Symbol Reel 1 Reel 2 Reel 3 Number of Winning Combinations Total Possible Results Winning Payout Payout Rate Odds of Results 1 in:
Bar 4 3 1 12 262,144 $5000 22.89% 21845
Cherry 5 4 2 40 262,144 $1000 15.26% 6554
Plum 6 4 3 72 262,144 $200 5.48% 3641
Watermelon 6 5 4 120 262,144 $100 4.58% 2185
Orange 7 5 6 210 262,144 $50 4.01% 1248
Lemon 8 6 6 288 262,144 $25 2.75% 910
2 Cherries 2312 262,144 $10 8.82% 113
1 Cherry 40312 262,144 $2 30.76% 7
Blanks 28 37 42
Total 64 64 64 94.55%

A simple change in the programing can dramatically decrease or increase the house edge. However, these types of changes do not necessarily improve your odds. Even though “Machine B” looks identical to “Machine A” to the naked eye, in reality, “Machine B” has a completely different number of assigned stops for many of its symbols.

Machine B:

Symbol Reel 1 Reel 2 Reel 3 Number of Winning Combinations Total Possible Results Winning Payout Payout Rate Odds of Results 1 in:
Bar 1 1 1 1 262,144 $5000 1.91% 262144
Cherry 5 4 2 40 262,144 $1000 15.26% 6554
Plum 1 1 1 1 262,144 $200 0.08% 262144
Watermelon 1 1 1 1 262,144 $100 0.04% 262144
Orange 5 5 4 100 262,144 $50 1.91% 2621
Lemon 15 16 17 4080 262,144 $25 38.91% 64
2 Cherries 2312 262,144 $10 8.82% 113
1 Cherry 40312 262,144 $2 30.76% 7
Blanks 28 37 42
Total 64 64 64 97.69%

Even though Machine B has a smaller house edge than Machine A, the chances for winning the top prizes are severely reduced, while the number of times you win $25 have been greatly increased.

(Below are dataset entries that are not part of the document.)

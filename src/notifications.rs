//! Push notification broadcast

use crate::audit::{AuditAction, AuditEntry, AuditLog};
use crate::error::ValidationError;
use crate::telemetry::{increment_counter, CounterMetric};
use async_trait::async_trait;
use serde::{Deserialize, Serialize};
use std::fmt;
use std::str::FromStr;
use std::sync::Arc;

/// Audience of a notification
#[derive(Debug, Clone, Copy, PartialEq, Eq, Serialize, Deserialize, Default)]
#[serde(rename_all = "kebab-case")]
pub enum Segment {
    #[default]
    All,
    Android,
    Ios,
    LagosUsers,
    AbujaUsers,
}

impl Segment {
    pub fn as_str(self) -> &'static str {
        match self {
            Segment::All => "all",
            Segment::Android => "android",
            Segment::Ios => "ios",
            Segment::LagosUsers => "lagos-users",
            Segment::AbujaUsers => "abuja-users",
        }
    }

    /// Human-readable label
    pub fn label(self) -> &'static str {
        match self {
            Segment::All => "All Users",
            Segment::Android => "Android Users",
            Segment::Ios => "iOS Users",
            Segment::LagosUsers => "Users in Lagos",
            Segment::AbujaUsers => "Users in Abuja",
        }
    }
}

impl fmt::Display for Segment {
    fn fmt(&self, f: &mut fmt::Formatter<'_>) -> fmt::Result {
        f.write_str(self.as_str())
    }
}

impl FromStr for Segment {
    type Err = ValidationError;

    fn from_str(s: &str) -> Result<Self, Self::Err> {
        match s.trim().to_ascii_lowercase().as_str() {
            "all" => Ok(Segment::All),
            "android" => Ok(Segment::Android),
            "ios" => Ok(Segment::Ios),
            "lagos-users" => Ok(Segment::LagosUsers),
            "abuja-users" => Ok(Segment::AbujaUsers),
            _ => Err(ValidationError::Unrecognized {
                field: "segment",
                value: s.to_string(),
            }),
        }
    }
}

/// A composed notification
#[derive(Debug, Clone, PartialEq, Eq, Serialize, Deserialize)]
pub struct NotificationDraft {
    pub segment: Segment,
    pub title: String,
    pub message: String,
}

impl NotificationDraft {
    /// Build a draft; title and message must not be blank
    pub fn new(
        segment: Segment,
        title: impl Into<String>,
        message: impl Into<String>,
    ) -> Result<Self, ValidationError> {
        let title = title.into().trim().to_string();
        let message = message.into().trim().to_string();
        if title.is_empty() {
            return Err(ValidationError::Blank("title"));
        }
        if message.is_empty() {
            return Err(ValidationError::Blank("message"));
        }
        Ok(Self {
            segment,
            title,
            message,
        })
    }
}

/// Delivers notifications to a segment
#[async_trait]
pub trait Broadcaster: Send + Sync {
    /// Send the draft and return a confirmation for the operator
    async fn broadcast(&self, draft: &NotificationDraft) -> anyhow::Result<String>;
}

/// Records the notification in the log; delivery happens elsewhere
pub struct LogBroadcaster {
    audit: Arc<dyn AuditLog>,
    actor: String,
}

impl LogBroadcaster {
    pub fn new(audit: Arc<dyn AuditLog>, actor: impl Into<String>) -> Self {
        Self {
            audit,
            actor: actor.into(),
        }
    }
}

#[async_trait]
impl Broadcaster for LogBroadcaster {
    async fn broadcast(&self, draft: &NotificationDraft) -> anyhow::Result<String> {
        tracing::info!(
            segment = %draft.segment,
            title = %draft.title,
            message = %draft.message,
            "Broadcasting notification"
        );
        increment_counter(CounterMetric::NotificationsSent);
        self.audit.record(AuditEntry::new(
            &self.actor,
            AuditAction::SendNotification,
            format!("Sent \"{}\" to {}", draft.title, draft.segment.label()),
        ));

        Ok(format!(
            "Your message has been broadcast to the \"{}\" segment.",
            draft.segment
        ))
    }
}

“Machine C” is a good example of how pokies with large jackpot prizes work:

Symbol Reel 1 Reel 2 Reel 3 Number of Winning Combinations Total Possible Results Winning Payout Payout Rate Odds of Results 1 in:
Bar 2 1 1 2 2097152 $750000 71.54% 1048576
Cherry 4 4 2 32 2097152 $1000 1.53% 65536
Plum 4 4 3 48 2097152 $200 0.46% 43691
Watermelon 3 4 5 60 2097152 $100 0.29% 34953
Orange 4 4 5 80 2097152 $50 0.19% 26214
Lemon 8 7 7 392 2097152 $25 0.47% 5350
2 Cherries 4000 2097152 $10 1.91% 524
1 Cherry 155744 2097152 $2 14.85% 13
Blanks 103 104 105
Total 128 128 128 91.2%

These types of changes could be made to any particular stop. There are many, many different payout programs (30+), and the gambling industry determines which programs are used on which machines.

So What Are Your Actual Odds?


The way non-mechanical pokies are set up makes it hard to figure out what your actual odds of winning are due to the fact that there are reels you can and cannot see. The displays can over-rate the gambler’s chances of winning the top prizes and can under-rate the chances of winning small prizes. In addition, the spinning reel animation gives you a false impression of possible game outcomes.

The player can have a lot of smaller wins, but over time, these wins will not cover the amount spent. In addition, pokies do not provide you with any information on your odds of winning; for example, the odds of winning the highest prize can vary from 1:40,000 to 1:33,000,000.

Additional Programmed Features

Because all of the results are preprogrammed into the virtual reel, this also includes near misses — which is when winning results almost line up on the reels, but the player still doesn’t win. These misses are a tactic used by the gambling industry to foster longer playtimes. They use the “frustration theory” — when you almost fulfill a goal, but still fail, you start getting frustrated, which pumps you up and results in longer playtime.

These machines are also programmed in a way to trick the player into thinking there is skill involved. Furthermore, encouraging the player to be an active participant when playing increases the illusion that your choices mean anything, rather than it just being pure chance.

Pokies and their environment are specifically designed to make you play longer. Using red lights in casinos instead of blue due to their soothing effect. Dim lights to make you focus on the machine’s flashing lights instead of socialising (causing you to take a break from the machines). Satisfying sound effects when you win to activate your dopamine, etc.


Basically, just remember this:

Pokies are entirely random.

There is no skill involved; there is no system that works; it’s all about whether Lady Luck smiles down upon you.

The best thing you could do is know on which pokie you’re playing, what are its odds, and most importantly, when to quit.

So remember — have fun and enjoy yourself but always be responsible!